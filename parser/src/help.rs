//! Column-aligned option descriptions.
//!
//! Options with a short character come first, ordered by that character,
//! followed by long-only options ordered by name. Each option line reads
//!
//! ```text
//! -h  --help     Show this help
//!     --verbose  Log every dispatched option
//!                (continuation lines align here)
//! ```
//!
//! where the long-name column is as wide as the longest long name.

use std::cmp::Ordering;

use ansi_term::{Colour, Style};
use cmdopts_core::{OptionRegistry, OptionSpec};
use serde::{Deserialize, Serialize};

/// Width of the short marker column (`-X`).
const SHORT_WIDTH: usize = 2;
/// Spaces between columns.
const GUTTER: &str = "  ";
const LONG_PREFIX: &str = "--";

/// Layout settings for [`format_description`].
///
/// # Examples
///
/// ```
/// use cmdopts::HelpLayout;
///
/// let layout: HelpLayout = serde_json::from_str(r#"{"wrap_width": 60}"#).unwrap();
/// assert_eq!(layout.header, "Options:");
/// assert_eq!(layout.wrap_width, Some(60));
/// ```
#[derive(Debug, Clone, PartialEq, Eq, Serialize, Deserialize)]
#[serde(default)]
pub struct HelpLayout {
    /// First output line.
    pub header: String,
    /// Total line width to word-wrap descriptions at; `None` disables
    /// wrapping.
    pub wrap_width: Option<usize>,
}

impl Default for HelpLayout {
    fn default() -> Self {
        Self {
            header: "Options:".to_string(),
            wrap_width: None,
        }
    }
}

impl HelpLayout {
    pub fn with_header(mut self, header: &str) -> Self {
        self.header = header.to_string();
        self
    }

    pub fn with_wrap_width(mut self, width: usize) -> Self {
        self.wrap_width = Some(width);
        self
    }
}

/// Renders the header, a blank line and one or more lines per option.
///
/// With `colorize`, the short and long markers are styled with ANSI escape
/// sequences; padding is kept outside the escapes so columns still line up.
/// Terminal and `NO_COLOR` detection is left to the caller.
pub fn format_description(
    registry: &OptionRegistry,
    layout: &HelpLayout,
    colorize: bool,
) -> Vec<String> {
    let mut specs: Vec<&OptionSpec> = registry.iter().collect();
    specs.sort_by(|a, b| display_order(a, b));

    let name_width = specs
        .iter()
        .map(|spec| spec.long_name().chars().count())
        .max()
        .unwrap_or(0);
    let indent = SHORT_WIDTH + GUTTER.len() + LONG_PREFIX.len() + name_width + GUTTER.len();
    let margin = " ".repeat(indent);
    let text_width = layout.wrap_width.map(|w| w.saturating_sub(indent).max(1));

    let mut lines = vec![layout.header.clone(), String::new()];
    for spec in specs {
        let mut description = spec
            .description()
            .iter()
            .flat_map(|line| wrap(line, text_width));

        let first = description.next().unwrap_or_default();
        let marker = option_marker(spec, name_width, colorize);
        lines.push(format!("{marker}{GUTTER}{first}").trim_end().to_string());

        for line in description {
            lines.push(format!("{margin}{line}").trim_end().to_string());
        }
    }

    lines
}

fn display_order(a: &OptionSpec, b: &OptionSpec) -> Ordering {
    match (a.short_char(), b.short_char()) {
        (Some(x), Some(y)) => x.cmp(&y),
        (Some(_), None) => Ordering::Less,
        (None, Some(_)) => Ordering::Greater,
        (None, None) => a.long_name().cmp(b.long_name()),
    }
}

/// `-X  --name` padded to the long-name column width.
fn option_marker(spec: &OptionSpec, name_width: usize, colorize: bool) -> String {
    let short = match spec.short_char() {
        Some(c) if colorize => short_style().paint(format!("-{c}")).to_string(),
        Some(c) => format!("-{c}"),
        None => " ".repeat(SHORT_WIDTH),
    };
    let long = format!("{LONG_PREFIX}{}", spec.long_name());
    let padding = " ".repeat(name_width - spec.long_name().chars().count());
    let long = if colorize {
        long_style().paint(long).to_string()
    } else {
        long
    };

    format!("{short}{GUTTER}{long}{padding}")
}

fn short_style() -> Style {
    Style::new().bold().fg(Colour::Green)
}

fn long_style() -> Style {
    Style::new().bold().fg(Colour::Cyan)
}

/// Word-wraps one description line to `width` columns. Lines that already
/// fit are returned untouched; words longer than `width` stay whole. Spacing
/// between words on the same output line is kept, and a whitespace-only line
/// becomes one blank line.
fn wrap(line: &str, width: Option<usize>) -> Vec<String> {
    let Some(width) = width else {
        return vec![line.to_string()];
    };
    if line.chars().count() <= width {
        return vec![line.to_string()];
    }

    let mut wrapped = Vec::new();
    let mut current = String::new();
    let mut current_len = 0;
    let mut rest = line;
    loop {
        let word_start = rest.len() - rest.trim_start().len();
        let (gap, tail) = rest.split_at(word_start);
        let word_end = tail.find(char::is_whitespace).unwrap_or(tail.len());
        let (word, tail) = tail.split_at(word_end);
        if word.is_empty() {
            break;
        }
        rest = tail;

        let word_len = word.chars().count();
        let gap_len = gap.chars().count();
        if current.is_empty() {
            // leading indentation survives on the first output line only
            if wrapped.is_empty() {
                current.push_str(gap);
                current_len += gap_len;
            }
        } else if current_len + gap_len + word_len > width {
            wrapped.push(std::mem::take(&mut current));
            current_len = 0;
        } else {
            current.push_str(gap);
            current_len += gap_len;
        }
        current.push_str(word);
        current_len += word_len;
    }
    if !current.is_empty() || wrapped.is_empty() {
        wrapped.push(current);
    }

    wrapped
}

## Task:
Where a line of the entries contains the word "header", count it, then state the total and nothing else.

## Written reply:
7